Son équilibre ayant dans cette rixe
Abandonné sa ligne et son point fixe,
Son quadrupède un haut-le-corps lui fit,
Qui dans le pré Jeanne d’Arc étendit,
Sur son beau dos, sur sa cuisse gentille,
Et comme il faut que tombe toute fille.



Chandos pensait qu’en ce grand désarroi
Il avait mis ou Dunois ou le roi ;
Il veut soudain contempler sa conquête :
Le casque ôté, Chandos voit une tête
Où languissaient deux grands yeux noirs et longs.

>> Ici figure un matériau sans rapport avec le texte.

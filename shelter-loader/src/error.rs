use std::sync::Arc;

/// Failure delivered to every caller waiting on one batch window.
///
/// Cloneable so the same failure can be handed to each waiter.
#[derive(Debug, Clone)]
pub enum LoadError {
    /// The batch function itself failed.
    Batch {
        loader: &'static str,
        source: Arc<dyn std::error::Error + Send + Sync>,
    },
    /// The batch function returned a result not aligned with its keys.
    Misaligned {
        loader: &'static str,
        expected: usize,
        actual: usize,
    },
    /// The window completed without an entry for the requested key.
    Missing { loader: &'static str },
    /// The task running the bulk call panicked or was cancelled.
    Aborted { loader: &'static str },
}

impl LoadError {
    pub fn loader(&self) -> &'static str {
        match self {
            LoadError::Batch { loader, .. }
            | LoadError::Misaligned { loader, .. }
            | LoadError::Missing { loader }
            | LoadError::Aborted { loader } => loader,
        }
    }
}

impl std::fmt::Display for LoadError {
    fn fmt(&self, f: &mut std::fmt::Formatter<'_>) -> std::fmt::Result {
        match self {
            LoadError::Batch { loader, source } => {
                write!(f, "batch load failed in '{loader}': {source}")
            }
            LoadError::Misaligned {
                loader,
                expected,
                actual,
            } => write!(
                f,
                "batch function of '{loader}' returned {actual} values for {expected} keys"
            ),
            LoadError::Missing { loader } => {
                write!(f, "batch window of '{loader}' completed without the requested key")
            }
            LoadError::Aborted { loader } => write!(f, "batch task of '{loader}' did not complete"),
        }
    }
}

impl std::error::Error for LoadError {
    fn source(&self) -> Option<&(dyn std::error::Error + 'static)> {
        match self {
            LoadError::Batch { source, .. } => Some(source.as_ref()),
            _ => None,
        }
    }
}
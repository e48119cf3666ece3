use std::sync::Arc;

use shelter_core::config::config_dir;
use shelter_core::{init_tracing, DefaultSecretResolver, ShelterConfig};
use shelter_data::InMemoryStore;
use shelter_server::{build_router, shutdown_signal, AppState, ServerConfig};
use tracing::info;

#[tokio::main]
async fn main() -> Result<(), Box<dyn std::error::Error>> {
    init_tracing();

    let config = ShelterConfig::load_from_dir(&config_dir(), "dev", &DefaultSecretResolver)?;
    let server: ServerConfig = config.section()?;
    let state = AppState::from_config(&config, Arc::new(InMemoryStore::new()))?;

    let addr = server.addr();
    let listener = tokio::net::TcpListener::bind(&addr).await?;
    info!(%addr, profile = config.profile(), "shelter api listening");
    axum::serve(listener, build_router(state))
        .with_graceful_shutdown(shutdown_signal())
        .await?;

    info!("shelter api stopped");
    Ok(())
}
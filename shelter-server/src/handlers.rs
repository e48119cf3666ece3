use std::sync::Arc;

use axum::extract::State;
use axum::Json;
use bytes::Bytes;
use serde_json::{json, Value};
use shelter_core::ApiError;
use shelter_graph::{execute, Document, RequestContext, Response, Services};

use crate::extract::CurrentCaller;

/// POST /graphql
///
/// Per-operation failures are reported inside the envelope with status 200;
/// only an unreadable document or a rejected token fails the request.
pub(crate) async fn graphql_handler(
    State(services): State<Arc<Services>>,
    CurrentCaller(caller): CurrentCaller,
    body: Bytes,
) -> Result<Json<Response>, ApiError> {
    let document: Document = serde_json::from_slice(&body)
        .map_err(|err| ApiError::bad_input("body", format!("Malformed document: {err}")))?;
    let ctx = RequestContext::new(services, caller);
    Ok(Json(execute(&ctx, &document).await))
}

/// GET /health
pub(crate) async fn health_handler() -> Json<Value> {
    Json(json!({ "status": "UP" }))
}
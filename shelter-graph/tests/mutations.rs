use std::sync::Arc;

use serde_json::{json, Value};
use shelter_data::{
    Adoption, Animal, CreateAnimalInput, Gender, InMemoryStore, Photo, ShelterStore, Species,
    User,
};
use shelter_graph::{execute, Document, LoaderConfig, Operation, RequestContext, Response, Services};
use shelter_security::{hash_password, Caller, JwtValidator, Role, SecurityConfig};

fn store_and_services(security: SecurityConfig) -> (Arc<InMemoryStore>, Arc<Services>) {
    let store = Arc::new(InMemoryStore::new());
    let dyn_store: Arc<dyn ShelterStore> = store.clone();
    let services = Services::new(dyn_store, security, LoaderConfig::default());
    (store, Arc::new(services))
}

async fn run(services: &Arc<Services>, caller: Option<Caller>, operation: Operation) -> Response {
    let ctx = RequestContext::new(Arc::clone(services), caller);
    execute(&ctx, &Document::new([operation])).await
}

fn staff() -> Caller {
    Caller::new("staff-1", "staff@shelter.org", Role::Staff)
}

fn admin() -> Caller {
    Caller::new("admin-1", "admin@shelter.org", Role::Admin)
}

fn animal_input(age: i64, fee: f64) -> Value {
    json!({
        "name": "Rex",
        "species": "DOG",
        "breed": "Beagle",
        "age": age,
        "gender": "MALE",
        "adoptionFee": fee,
        "microchipId": "CHIP-1"
    })
}

fn first_error(response: &Response) -> &Value {
    &response.errors[0]
}

async fn seeded_animal(store: &InMemoryStore) -> Animal {
    store
        .insert(Animal::from_input(CreateAnimalInput {
            name: "Mia".into(),
            species: Species::Cat,
            breed: "Tabby".into(),
            age: 3,
            gender: Gender::Female,
            adoption_fee: 40.0,
            microchip_id: None,
            behavior_notes: None,
            special_needs: None,
        }))
        .await
}

#[tokio::test]
async fn create_animal_accepts_zero_and_rejects_negatives() {
    let (_store, services) = store_and_services(SecurityConfig::new("secret"));

    let ok = run(
        &services,
        Some(staff()),
        Operation::new("createAnimal").arg("input", animal_input(0, 0.0)),
    )
    .await;
    assert!(ok.errors.is_empty(), "{:?}", ok.errors);
    assert_eq!(ok.data["createAnimal"]["status"], "AVAILABLE");
    assert_eq!(ok.data["createAnimal"]["age"], 0);

    let age = run(
        &services,
        Some(staff()),
        Operation::new("createAnimal").arg("input", animal_input(-1, 10.0)),
    )
    .await;
    assert_eq!(first_error(&age)["extensions"]["code"], "BAD_USER_INPUT");
    assert_eq!(first_error(&age)["extensions"]["field"], "age");

    let fee = run(
        &services,
        Some(staff()),
        Operation::new("createAnimal").arg("input", animal_input(2, -5.0)),
    )
    .await;
    assert_eq!(first_error(&fee)["extensions"]["field"], "adoptionFee");
}

#[tokio::test]
async fn create_animal_requires_write_permission() {
    let (store, services) = store_and_services(SecurityConfig::new("secret"));
    let volunteer = Caller::new("v-1", "v@example.com", Role::Volunteer);
    let response = run(
        &services,
        Some(volunteer),
        Operation::new("createAnimal").arg("input", animal_input(1, 1.0)),
    )
    .await;
    assert_eq!(first_error(&response)["extensions"]["code"], "FORBIDDEN");
    assert_eq!(
        first_error(&response)["message"],
        "Insufficient permissions for animals:write"
    );
    assert!(store.list_animals().await.unwrap().is_empty());
}

#[tokio::test]
async fn duplicate_microchip_is_tagged() {
    let (_store, services) = store_and_services(SecurityConfig::new("secret"));
    let create = || Operation::new("createAnimal").arg("input", animal_input(1, 1.0));
    run(&services, Some(staff()), create()).await;
    let dup = run(&services, Some(staff()), create()).await;
    assert_eq!(first_error(&dup)["extensions"]["field"], "microchipId");
    assert_eq!(
        first_error(&dup)["message"],
        "An animal with this microchip ID already exists"
    );
}

#[tokio::test]
async fn update_animal_applies_partial_input() {
    let (store, services) = store_and_services(SecurityConfig::new("secret"));
    let animal = seeded_animal(&store).await;

    let response = run(
        &services,
        Some(staff()),
        Operation::new("updateAnimal")
            .arg("id", animal.id.clone())
            .arg("input", json!({ "status": "ADOPTED" })),
    )
    .await;
    assert!(response.errors.is_empty(), "{:?}", response.errors);
    assert_eq!(response.data["updateAnimal"]["status"], "ADOPTED");
    assert_eq!(response.data["updateAnimal"]["name"], "Mia");

    let missing = run(
        &services,
        Some(staff()),
        Operation::new("updateAnimal")
            .arg("id", "nope")
            .arg("input", json!({ "name": "Ghost" })),
    )
    .await;
    assert_eq!(first_error(&missing)["extensions"]["code"], "BAD_USER_INPUT");
    assert_eq!(first_error(&missing)["message"], "Animal not found");
}

#[tokio::test]
async fn update_animal_rejects_negative_values() {
    let (store, services) = store_and_services(SecurityConfig::new("secret"));
    let animal = seeded_animal(&store).await;

    for (input, field) in [
        (json!({ "age": -1 }), "age"),
        (json!({ "adoptionFee": -0.5 }), "adoptionFee"),
    ] {
        let response = run(
            &services,
            Some(staff()),
            Operation::new("updateAnimal")
                .arg("id", animal.id.clone())
                .arg("input", input),
        )
        .await;
        assert_eq!(response.data["updateAnimal"], Value::Null);
        assert_eq!(first_error(&response)["extensions"]["code"], "BAD_USER_INPUT");
        assert_eq!(first_error(&response)["extensions"]["field"], field);
    }

    let stored = store.find_animal(&animal.id).await.unwrap().unwrap();
    assert_eq!(stored.age, 3);
    assert_eq!(stored.adoption_fee, 40.0);

    let zero = run(
        &services,
        Some(staff()),
        Operation::new("updateAnimal")
            .arg("id", animal.id.clone())
            .arg("input", json!({ "age": 0, "adoptionFee": 0.0 })),
    )
    .await;
    assert!(zero.errors.is_empty(), "{:?}", zero.errors);
    assert_eq!(zero.data["updateAnimal"]["age"], 0);
}

#[tokio::test]
async fn delete_animal_reports_missing_rows_and_conflicts() {
    let (store, services) = store_and_services(SecurityConfig::new("secret"));
    let adopted = seeded_animal(&store).await;
    let adopter = store
        .insert(User::new("ada@example.com", "hash", Role::Adopter))
        .await;
    store.insert(Adoption::new(&adopted.id, &adopter.id, 40.0)).await;
    let free = seeded_animal(&store).await;
    store.insert(Photo::new(&free.id, "mia.jpg")).await;

    let missing = run(
        &services,
        Some(admin()),
        Operation::new("deleteAnimal").arg("id", "nope"),
    )
    .await;
    let err = first_error(&missing);
    assert_eq!(err["extensions"]["code"], "BAD_USER_INPUT");
    assert_eq!(err["extensions"]["field"], "id");

    let conflict = run(
        &services,
        Some(admin()),
        Operation::new("deleteAnimal").arg("id", adopted.id.clone()),
    )
    .await;
    let err = first_error(&conflict);
    assert_eq!(err["extensions"]["code"], "CONFLICT");
    assert_eq!(err["extensions"]["reason"], "FOREIGN_KEY_CONSTRAINT");
    assert_eq!(err["message"], "Cannot delete animal with existing adoption records");
    assert!(store.find_animal(&adopted.id).await.unwrap().is_some());

    let deleted = run(
        &services,
        Some(admin()),
        Operation::new("deleteAnimal").arg("id", free.id.clone()),
    )
    .await;
    assert!(deleted.errors.is_empty());
    assert_eq!(deleted.data["deleteAnimal"], true);
    assert!(store.find_animal(&free.id).await.unwrap().is_none());
}

#[tokio::test]
async fn delete_animal_is_admin_only() {
    let (store, services) = store_and_services(SecurityConfig::new("secret"));
    let animal = seeded_animal(&store).await;
    let response = run(
        &services,
        Some(staff()),
        Operation::new("deleteAnimal").arg("id", animal.id.clone()),
    )
    .await;
    assert_eq!(first_error(&response)["extensions"]["code"], "FORBIDDEN");
    assert_eq!(first_error(&response)["extensions"]["allowedRoles"], json!(["ADMIN"]));
}

#[tokio::test]
async fn privileged_accounts_need_an_admin() {
    let (_store, services) = store_and_services(SecurityConfig::new("secret"));
    let staff_input = json!({ "email": "new@shelter.org", "password": "pw", "role": "STAFF" });

    let anonymous = run(
        &services,
        None,
        Operation::new("createUser").arg("input", staff_input.clone()),
    )
    .await;
    assert_eq!(first_error(&anonymous)["extensions"]["code"], "UNAUTHENTICATED");

    let by_staff = run(
        &services,
        Some(staff()),
        Operation::new("createUser").arg("input", staff_input.clone()),
    )
    .await;
    assert_eq!(first_error(&by_staff)["extensions"]["code"], "FORBIDDEN");
    assert_eq!(first_error(&by_staff)["message"], "ADMIN role required");

    let by_admin = run(
        &services,
        Some(admin()),
        Operation::new("createUser").arg("input", staff_input),
    )
    .await;
    assert!(by_admin.errors.is_empty(), "{:?}", by_admin.errors);
    assert_eq!(by_admin.data["createUser"]["role"], "STAFF");
}

#[tokio::test]
async fn registration_rejects_bad_and_taken_emails() {
    let (_store, services) = store_and_services(SecurityConfig::new("secret"));
    let register = |email: &str| {
        Operation::new("createUser")
            .arg("input", json!({ "email": email, "password": "pw", "role": "ADOPTER" }))
    };

    let invalid = run(&services, None, register("not-an-email")).await;
    assert_eq!(first_error(&invalid)["extensions"]["field"], "email");

    let first = run(&services, None, register("ada@example.com")).await;
    assert!(first.errors.is_empty(), "{:?}", first.errors);
    assert!(first.data["createUser"].get("passwordHash").is_none());

    let taken = run(&services, None, register("ada@example.com")).await;
    assert_eq!(first_error(&taken)["extensions"]["field"], "email");
    assert_eq!(first_error(&taken)["message"], "User with this email already exists");
}

#[tokio::test]
async fn login_issues_a_token_for_valid_credentials() {
    let security = SecurityConfig::new("secret");
    let (store, services) = store_and_services(security.clone());
    let hash = hash_password("hunter2").await.unwrap();
    let user = store
        .insert(User::new("ada@example.com", hash, Role::Adopter))
        .await;

    let response = run(
        &services,
        None,
        Operation::new("login")
            .arg("email", "ada@example.com")
            .arg("password", "hunter2")
            .select(json!({ "user": { "adoptions": {} } })),
    )
    .await;
    assert!(response.errors.is_empty(), "{:?}", response.errors);
    let payload = &response.data["login"];
    assert_eq!(payload["user"]["id"], user.id.as_str());
    assert_eq!(payload["user"]["adoptions"], json!([]));

    let token = payload["token"].as_str().unwrap();
    let caller = JwtValidator::new(security).caller(token).unwrap();
    assert_eq!(caller, user.as_caller());
}

#[tokio::test]
async fn login_failures_do_not_reveal_which_part_was_wrong() {
    let (store, services) = store_and_services(SecurityConfig::new("secret"));
    let hash = hash_password("hunter2").await.unwrap();
    store
        .insert(User::new("ada@example.com", hash, Role::Adopter))
        .await;

    for (email, password) in [("ada@example.com", "wrong"), ("nobody@example.com", "hunter2")] {
        let response = run(
            &services,
            None,
            Operation::new("login")
                .arg("email", email)
                .arg("password", password),
        )
        .await;
        let err = first_error(&response);
        assert_eq!(err["extensions"]["code"], "UNAUTHENTICATED");
        assert_eq!(err["message"], "Invalid credentials");
    }
}

#[tokio::test]
async fn login_without_a_signing_secret_is_internal() {
    let (store, services) = store_and_services(SecurityConfig::default());
    let hash = hash_password("hunter2").await.unwrap();
    store
        .insert(User::new("ada@example.com", hash, Role::Adopter))
        .await;

    let response = run(
        &services,
        None,
        Operation::new("login")
            .arg("email", "ada@example.com")
            .arg("password", "hunter2"),
    )
    .await;
    let err = first_error(&response);
    assert_eq!(err["extensions"]["code"], "INTERNAL_SERVER_ERROR");
    assert_eq!(err["message"], "Internal server error");
}

#[tokio::test]
async fn mutations_run_in_document_order() {
    let (store, services) = store_and_services(SecurityConfig::new("secret"));
    let animal = seeded_animal(&store).await;
    let ctx = RequestContext::new(Arc::clone(&services), Some(admin()));
    let doc = Document::new([
        Operation::new("deleteAnimal").arg("id", animal.id.clone()),
        Operation::new("animal").alias("after").arg("id", animal.id.clone()),
    ]);
    let response = execute(&ctx, &doc).await;
    assert!(response.errors.is_empty(), "{:?}", response.errors);
    assert_eq!(response.data["deleteAnimal"], true);
    assert_eq!(response.data["after"], Value::Null);
}
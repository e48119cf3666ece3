use garde::Validate;
use serde::Deserialize;
use shelter_core::ApiError;
use shelter_security::Role;

use crate::model::{AnimalStatus, Gender, Species};

#[derive(Debug, Clone, Deserialize, Validate)]
#[serde(rename_all = "camelCase")]
pub struct CreateAnimalInput {
    #[garde(skip)]
    pub name: String,
    #[garde(skip)]
    pub species: Species,
    #[garde(skip)]
    pub breed: String,
    #[garde(range(min = 0))]
    pub age: i32,
    #[garde(skip)]
    pub gender: Gender,
    #[garde(range(min = 0.0))]
    pub adoption_fee: f64,
    #[garde(skip)]
    pub microchip_id: Option<String>,
    #[garde(skip)]
    pub behavior_notes: Option<String>,
    #[garde(skip)]
    pub special_needs: Option<Vec<String>>,
}

/// Partial update: only provided fields are written.
#[derive(Debug, Clone, Default, Deserialize, Validate)]
#[serde(rename_all = "camelCase")]
pub struct UpdateAnimalInput {
    #[garde(skip)]
    pub name: Option<String>,
    #[garde(skip)]
    pub species: Option<Species>,
    #[garde(skip)]
    pub breed: Option<String>,
    #[garde(range(min = 0))]
    pub age: Option<i32>,
    #[garde(skip)]
    pub gender: Option<Gender>,
    #[garde(skip)]
    pub status: Option<AnimalStatus>,
    #[garde(range(min = 0.0))]
    pub adoption_fee: Option<f64>,
    #[garde(skip)]
    pub microchip_id: Option<String>,
    #[garde(skip)]
    pub behavior_notes: Option<String>,
    #[garde(skip)]
    pub special_needs: Option<Vec<String>>,
}

#[derive(Clone, Deserialize, Validate)]
#[serde(rename_all = "camelCase")]
pub struct CreateUserInput {
    #[garde(email)]
    pub email: String,
    #[garde(skip)]
    pub password: String,
    #[garde(skip)]
    pub role: Role,
}

impl std::fmt::Debug for CreateUserInput {
    fn fmt(&self, f: &mut std::fmt::Formatter<'_>) -> std::fmt::Result {
        f.debug_struct("CreateUserInput")
            .field("email", &self.email)
            .field("password", &"<redacted>")
            .field("role", &self.role)
            .finish()
    }
}

/// A user row ready to be stored; the password is already hashed.
#[derive(Debug, Clone)]
pub struct NewUser {
    pub email: String,
    pub password_hash: String,
    pub role: Role,
}

/// First validation failure of an input, tagged with its wire field name.
#[derive(Debug, Clone, PartialEq, Eq)]
pub struct InputError {
    pub field: String,
    pub message: String,
}

impl InputError {
    fn from_report(report: &garde::Report) -> Self {
        match report.iter().next() {
            Some((path, error)) => {
                let path = path.to_string();
                let field = if path.is_empty() {
                    "input".to_string()
                } else {
                    camel_case(&path)
                };
                let message = format!("Invalid {field}: {}", error.message());
                InputError { field, message }
            }
            None => InputError {
                field: "input".to_string(),
                message: "Invalid input".to_string(),
            },
        }
    }
}

impl std::fmt::Display for InputError {
    fn fmt(&self, f: &mut std::fmt::Formatter<'_>) -> std::fmt::Result {
        f.write_str(&self.message)
    }
}

impl std::error::Error for InputError {}

impl From<InputError> for ApiError {
    fn from(err: InputError) -> Self {
        ApiError::BadUserInput {
            message: err.message,
            field: err.field,
        }
    }
}

/// Validate any garde input, mapping the first failure to an [`InputError`].
pub fn check<T>(input: &T) -> Result<(), InputError>
where
    T: Validate,
    T::Context: Default,
{
    input
        .validate()
        .map_err(|report| InputError::from_report(&report))
}

/// `adoption_fee` -> `adoptionFee`, path segments kept.
fn camel_case(path: &str) -> String {
    let mut out = String::with_capacity(path.len());
    let mut upper = false;
    for ch in path.chars() {
        if ch == '_' {
            upper = true;
        } else if upper {
            out.extend(ch.to_uppercase());
            upper = false;
        } else {
            out.push(ch);
        }
    }
    out
}

#[cfg(test)]
mod tests {
    use super::*;

    fn create(age: i32, fee: f64) -> CreateAnimalInput {
        CreateAnimalInput {
            name: "Rex".into(),
            species: Species::Dog,
            breed: "Mixed".into(),
            age,
            gender: Gender::Male,
            adoption_fee: fee,
            microchip_id: None,
            behavior_notes: None,
            special_needs: None,
        }
    }

    #[test]
    fn zero_is_accepted() {
        assert!(check(&create(0, 0.0)).is_ok());
    }

    #[test]
    fn negative_age_is_tagged() {
        let err = check(&create(-1, 10.0)).unwrap_err();
        assert_eq!(err.field, "age");
    }

    #[test]
    fn negative_fee_is_tagged_in_camel_case() {
        let err = check(&create(2, -5.0)).unwrap_err();
        assert_eq!(err.field, "adoptionFee");
    }

    #[test]
    fn update_only_checks_present_fields() {
        assert!(check(&UpdateAnimalInput::default()).is_ok());
        let err = check(&UpdateAnimalInput {
            age: Some(-1),
            ..Default::default()
        })
        .unwrap_err();
        assert_eq!(err.field, "age");
    }

    #[test]
    fn email_must_be_valid() {
        let input = CreateUserInput {
            email: "not-an-email".into(),
            password: "pw".into(),
            role: Role::Adopter,
        };
        assert_eq!(check(&input).unwrap_err().field, "email");
    }

    #[test]
    fn wire_input_is_camel_case() {
        let input: UpdateAnimalInput =
            serde_json::from_value(serde_json::json!({ "adoptionFee": 12.5, "status": "ADOPTED" }))
                .unwrap();
        assert_eq!(input.adoption_fee, Some(12.5));
        assert_eq!(input.status, Some(AnimalStatus::Adopted));
        assert!(input.name.is_none());
    }
}
use std::collections::HashMap;
use std::hash::Hash;
use std::sync::{Arc, Mutex, MutexGuard, OnceLock, PoisonError};

use dashmap::DashMap;
use futures_util::future::{try_join_all, BoxFuture, FutureExt, Shared};
use tokio::sync::OnceCell;

use crate::batch::BatchFn;
use crate::error::LoadError;

/// Scheduler yields the first waiter of a window performs before closing it.
pub const DEFAULT_YIELD_COUNT: usize = 10;

type Outcome<K, V> = Arc<Result<HashMap<K, Arc<V>>, LoadError>>;

/// The spawned bulk call of a closed window.
type Flight<K, V> = Shared<BoxFuture<'static, Outcome<K, V>>>;

/// One accumulation buffer. Keys are only appended while the window is the
/// loader's open window; once closed the key set is frozen.
struct Window<K, V> {
    keys: Mutex<Vec<K>>,
    flight: OnceLock<Flight<K, V>>,
    outcome: OnceCell<Outcome<K, V>>,
}

impl<K, V> Window<K, V> {
    fn new() -> Self {
        Self {
            keys: Mutex::new(Vec::new()),
            flight: OnceLock::new(),
            outcome: OnceCell::new(),
        }
    }
}

struct WindowState<K, V> {
    open: Option<Arc<Window<K, V>>>,
    /// Keys registered in a window that has not completed yet.
    waiting: HashMap<K, Arc<Window<K, V>>>,
}

/// Deduplicating, batching, caching key loader.
///
/// Every `load` issued before the window's first waiter has yielded to the
/// scheduler `yield_count` times is coalesced into one [`BatchFn`] call over
/// the de-duplicated keys. Successful values are cached and shared as
/// [`Arc`]s; failures are delivered to every waiter of the window and are not
/// cached.
///
/// The bulk call runs on its own task and is issued at most once per window.
/// If the future driving a window is dropped, the call still completes and
/// the next waiter of that window picks up its result.
pub struct Loader<K, V, F> {
    name: &'static str,
    batch_fn: Arc<F>,
    cache: DashMap<K, Arc<V>>,
    state: Mutex<WindowState<K, V>>,
    yield_count: usize,
}

fn lock<T>(mutex: &Mutex<T>) -> MutexGuard<'_, T> {
    mutex.lock().unwrap_or_else(PoisonError::into_inner)
}

impl<K, V, F> Loader<K, V, F>
where
    K: Eq + Hash + Clone + Send + Sync + 'static,
    V: Send + Sync + 'static,
    F: BatchFn<K, V> + 'static,
{
    pub fn new(name: &'static str, batch_fn: F) -> Self {
        Self {
            name,
            batch_fn: Arc::new(batch_fn),
            cache: DashMap::new(),
            state: Mutex::new(WindowState {
                open: None,
                waiting: HashMap::new(),
            }),
            yield_count: DEFAULT_YIELD_COUNT,
        }
    }

    /// Set how many times a window's first waiter yields before dispatching.
    pub fn with_yield_count(mut self, yield_count: usize) -> Self {
        self.yield_count = yield_count;
        self
    }

    /// Whether `key` has already been resolved by this loader.
    pub fn is_cached(&self, key: &K) -> bool {
        self.cache.contains_key(key)
    }

    /// Load the value for `key`, joining the current batch window.
    pub async fn load(&self, key: K) -> Result<Arc<V>, LoadError> {
        if let Some(hit) = self.cache.get(&key) {
            return Ok(Arc::clone(hit.value()));
        }

        let window = {
            let mut state = lock(&self.state);
            if let Some(pending) = state.waiting.get(&key) {
                Arc::clone(pending)
            } else if let Some(hit) = self.cache.get(&key) {
                // Resolved between the fast path and taking the lock.
                return Ok(Arc::clone(hit.value()));
            } else {
                let window = Arc::clone(state.open.get_or_insert_with(|| Arc::new(Window::new())));
                lock(&window.keys).push(key.clone());
                state.waiting.insert(key.clone(), Arc::clone(&window));
                window
            }
        };

        let outcome = window
            .outcome
            .get_or_init(|| self.dispatch(&window))
            .await;
        match outcome.as_ref() {
            Ok(values) => values
                .get(&key)
                .cloned()
                .ok_or(LoadError::Missing { loader: self.name }),
            Err(err) => Err(err.clone()),
        }
    }

    /// Load several keys, returning values in input order.
    pub async fn load_many<I>(&self, keys: I) -> Result<Vec<Arc<V>>, LoadError>
    where
        I: IntoIterator<Item = K>,
    {
        try_join_all(keys.into_iter().map(|key| self.load(key))).await
    }

    async fn dispatch(&self, window: &Arc<Window<K, V>>) -> Outcome<K, V> {
        let flight = match window.flight.get() {
            // The previous driver was dropped after the bulk call started.
            Some(flight) => flight.clone(),
            None => {
                for _ in 0..self.yield_count {
                    tokio::task::yield_now().await;
                }
                self.close(window);
                window.flight.get_or_init(|| self.launch(window)).clone()
            }
        };

        let outcome = flight.await;
        let keys = lock(&window.keys).clone();
        match outcome.as_ref() {
            Ok(values) => {
                for (key, value) in values {
                    self.cache.insert(key.clone(), Arc::clone(value));
                }
            }
            Err(err) => tracing::warn!(loader = self.name, error = %err, "batch failed"),
        }

        let mut state = lock(&self.state);
        for key in &keys {
            if state
                .waiting
                .get(key)
                .is_some_and(|pending| Arc::ptr_eq(pending, window))
            {
                state.waiting.remove(key);
            }
        }
        outcome
    }

    fn close(&self, window: &Arc<Window<K, V>>) {
        let mut state = lock(&self.state);
        if state
            .open
            .as_ref()
            .is_some_and(|open| Arc::ptr_eq(open, window))
        {
            state.open = None;
        }
    }

    fn launch(&self, window: &Window<K, V>) -> Flight<K, V> {
        let keys = lock(&window.keys).clone();
        let name = self.name;
        let batch_fn = Arc::clone(&self.batch_fn);
        tracing::debug!(loader = name, keys = keys.len(), "dispatching batch");

        let task = tokio::spawn(async move { resolve(name, batch_fn.as_ref(), &keys).await });
        async move {
            let outcome = task
                .await
                .unwrap_or_else(|_| Err(LoadError::Aborted { loader: name }));
            Arc::new(outcome)
        }
        .boxed()
        .shared()
    }
}

async fn resolve<K, V, F>(
    name: &'static str,
    batch_fn: &F,
    keys: &[K],
) -> Result<HashMap<K, Arc<V>>, LoadError>
where
    K: Eq + Hash + Clone,
    F: BatchFn<K, V>,
{
    let values = batch_fn.load(keys).await.map_err(|err| LoadError::Batch {
        loader: name,
        source: Arc::new(err),
    })?;

    if values.len() != keys.len() {
        return Err(LoadError::Misaligned {
            loader: name,
            expected: keys.len(),
            actual: values.len(),
        });
    }

    Ok(keys
        .iter()
        .cloned()
        .zip(values.into_iter().map(Arc::new))
        .collect())
}

impl<K, V, F> std::fmt::Debug for Loader<K, V, F>
where
    K: Eq + Hash,
{
    fn fmt(&self, f: &mut std::fmt::Formatter<'_>) -> std::fmt::Result {
        f.debug_struct("Loader")
            .field("name", &self.name)
            .field("cached", &self.cache.len())
            .field("yield_count", &self.yield_count)
            .finish()
    }
}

De la cuirasse il défait les cordons ;
Il voit (ô ciel ! ô plaisir ! ô merveille !)
Deux gros tetons de figure pareille,
Unis, polis, séparés, demi-ronds,
Et surmontés de deux petits boutons,
Qu’en sa naissance a la rose merveille.
On tient qu’alors, en élevant la voix,
Il bénit Dieu pour la première fois.
" Elle est à moi, la Pucelle de France !
S’écria-t-il ; contentons ma vengeance.
J’ai, grâce au ciel, doublement mérité
De mettre à bas cette fière beauté.
Que saint Denys me regarde et m’accuse ;
Mars et l’Amour sont mes droits, et j’en use. "



Son écuyer disait : " Poussez, milord ;
Du trône anglais affermissez le sort.